> Materials provided
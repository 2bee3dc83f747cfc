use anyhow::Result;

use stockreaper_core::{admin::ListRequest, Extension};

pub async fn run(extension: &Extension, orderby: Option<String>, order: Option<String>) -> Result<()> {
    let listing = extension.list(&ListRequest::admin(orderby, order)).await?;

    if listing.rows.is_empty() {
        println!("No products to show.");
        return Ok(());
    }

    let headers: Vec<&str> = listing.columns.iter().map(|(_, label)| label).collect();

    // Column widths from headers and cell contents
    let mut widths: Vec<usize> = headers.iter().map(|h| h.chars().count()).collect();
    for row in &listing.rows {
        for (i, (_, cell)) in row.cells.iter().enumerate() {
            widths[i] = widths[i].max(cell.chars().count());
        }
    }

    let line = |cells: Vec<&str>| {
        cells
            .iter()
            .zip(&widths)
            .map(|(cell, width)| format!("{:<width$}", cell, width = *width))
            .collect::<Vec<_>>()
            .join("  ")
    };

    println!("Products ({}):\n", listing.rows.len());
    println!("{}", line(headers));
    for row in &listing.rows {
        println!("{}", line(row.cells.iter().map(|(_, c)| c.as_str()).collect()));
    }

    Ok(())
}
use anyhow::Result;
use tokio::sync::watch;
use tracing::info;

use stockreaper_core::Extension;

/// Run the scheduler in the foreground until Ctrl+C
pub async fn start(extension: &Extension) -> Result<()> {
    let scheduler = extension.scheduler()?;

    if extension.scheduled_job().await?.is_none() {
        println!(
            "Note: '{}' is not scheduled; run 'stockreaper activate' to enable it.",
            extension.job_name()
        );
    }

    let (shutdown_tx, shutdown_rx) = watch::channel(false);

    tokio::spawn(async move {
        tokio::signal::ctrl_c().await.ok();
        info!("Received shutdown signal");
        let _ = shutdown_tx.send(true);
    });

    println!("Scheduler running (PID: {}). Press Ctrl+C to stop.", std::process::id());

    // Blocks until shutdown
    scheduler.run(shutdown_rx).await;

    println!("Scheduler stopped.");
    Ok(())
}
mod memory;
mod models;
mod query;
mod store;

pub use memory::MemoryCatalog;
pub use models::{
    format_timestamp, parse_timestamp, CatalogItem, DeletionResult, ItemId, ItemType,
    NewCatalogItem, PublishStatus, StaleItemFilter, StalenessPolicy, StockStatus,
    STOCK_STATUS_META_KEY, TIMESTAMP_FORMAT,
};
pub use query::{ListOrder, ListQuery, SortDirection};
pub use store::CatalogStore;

> Directions for this task
Give the count of lines in the listing that hold "info", and write nothing beyond it.

> Answer to this problem
2